Very early onset inflammatory bowel disease (VEO-IBD) occurs in children less than 5 years old and is frequently characterized by a more severe disease course than older onset IBD. The etiology likely includes a significant genetic contribution, particularly genes associated with immunodeficiency. The increased utilization of whole exome sequencing (WES) has identified several rare and novel variants in immune pathways that are associated with this phenotype. A 17-month-old boy with a family history of consanguinity and Crohn disease in his maternal grandmother initially presented with poor growth, recurrent fever, constipation, and intermittent blood in his stool.

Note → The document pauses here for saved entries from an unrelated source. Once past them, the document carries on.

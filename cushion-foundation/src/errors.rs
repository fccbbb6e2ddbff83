//! The single error type shared by the tokenizer, the driver and the engine.
//!
//! There is no recovery: the first error unwinds the whole execution through
//! the `?` chain, and the binary prints it once. This mirrors the "latched
//! error" model of the original tool, where every routine cooperatively
//! checked a flag and bailed out.

use thiserror::Error;

use crate::location::SourceLocation;

/// Broad classification of what went wrong, used for exit codes and tests.
#[derive(Debug, Clone, Copy, PartialEq, Eq)]
pub enum ErrorKind {
    /// Missing inputs/outputs, feature selected without support.
    Configuration,
    /// Cannot open an input, the output or the depfile.
    Io,
    /// Lexeme overflow, numeric overflow, stray bytes, unterminated literals.
    Tokenization,
    /// Expected punctuator/identifier/new-line, mismatched conditional chain.
    Grammar,
    /// Redefinitions under the strict option, bad `#if` operands and such.
    Semantics,
    /// Misused `CUSHION_*` machinery.
    Extension,
}

/// An error with a source position. Renders with the `[file:line:column]`
/// prefix that downstream build tooling greps for.
#[derive(Debug, Clone, Error)]
#[error("[{location}] {message}")]
pub struct Error {
    pub kind: ErrorKind,
    pub location: SourceLocation,
    pub message: String,
}

impl Error {
    pub fn new(kind: ErrorKind, location: SourceLocation, message: impl Into<String>) -> Self {
        Self {
            kind,
            location,
            message: message.into(),
        }
    }

    pub fn configuration(message: impl Into<String>) -> Self {
        Self::new(ErrorKind::Configuration, SourceLocation::none(), message)
    }

    pub fn io(location: SourceLocation, message: impl Into<String>) -> Self {
        Self::new(ErrorKind::Io, location, message)
    }

    pub fn tokenization(location: SourceLocation, message: impl Into<String>) -> Self {
        Self::new(ErrorKind::Tokenization, location, message)
    }

    pub fn grammar(location: SourceLocation, message: impl Into<String>) -> Self {
        Self::new(ErrorKind::Grammar, location, message)
    }

    pub fn semantics(location: SourceLocation, message: impl Into<String>) -> Self {
        Self::new(ErrorKind::Semantics, location, message)
    }

    pub fn extension(location: SourceLocation, message: impl Into<String>) -> Self {
        Self::new(ErrorKind::Extension, location, message)
    }
}

pub type Result<T, E = Error> = std::result::Result<T, E>;

#[cfg(test)]
mod tests {
    use super::*;

    #[test]
    fn error_carries_location_prefix() {
        let error = Error::tokenization(
            SourceLocation::new("/a/b.c".into(), 12, Some(4)),
            "Encountered lexeme overflow.",
        );
        assert_eq!(error.to_string(), "[/a/b.c:12:4] Encountered lexeme overflow.");
    }

    #[test]
    fn missing_column_renders_as_zero() {
        let error = Error::grammar(
            SourceLocation::new("x.c".into(), 3, None),
            "Expected new line after preprocessor expression.",
        );
        assert_eq!(
            error.to_string(),
            "[x.c:3:0] Expected new line after preprocessor expression."
        );
    }
}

He was discovered to have a recurrent perianal fistula. Colonoscopy revealed multiple ulcerations in the distal 10cm of his colon and rectum. He was treated with azathioprine, corticosteroids, mesalamine enemas, and metronidazole and had resolution of his symptoms and fistula within 6 months. He developed serious infections as well, including multiple episodes of febrile pneumonia requiring hospitalization and IV antibiotics. Additionally he had 2 episodes of acute otitis media but no sinusitis or cellulitis. His growth remained poor. His physical exam was notable for hypertelorism, epicanthal folds, low set posteriorly rotated ears, and developmental delay. Immune work up revealed combined immunodeficiency including total hypogammaglobulinemia, decreased production and maturation of B cells, decreased NK cells, and poor titer response to vaccines. WES detected a potential causative homozygous frameshift mutation, c.1492-1493delCA: p.Q498VfsX15, in ZBTB24, which is involved in B cell differentiation. The subject's mother and father are heterozygous for the same mutation. Homozygous and compound heterozygous mutations of ZBTB24 have been described in patients with immunodeficiency, centromeric instability, and facial anomalies syndrome type 2 (ICF2, OMIM 614069). Karyotype to confirm this diagnosis was performed. Underlying immunodeficiencies can present with phenotypic characteristics of VEO-IBD. Here whole exome sequencing together with immunophenotyping detected a novel variant in a known immunodeficiency gene presenting as recurrent pneumonia and inflammatory bowel disease.